[The task]: Line by line, repeat all the material exactly as it appears.

[Information supplied]:
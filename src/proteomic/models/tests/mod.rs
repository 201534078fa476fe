mod protein;
mod precursor;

[Written answer]:
filename src/proteomic/models/tests/mod.rs
repository 201534078fa476fe
mod protein;
mod precursor;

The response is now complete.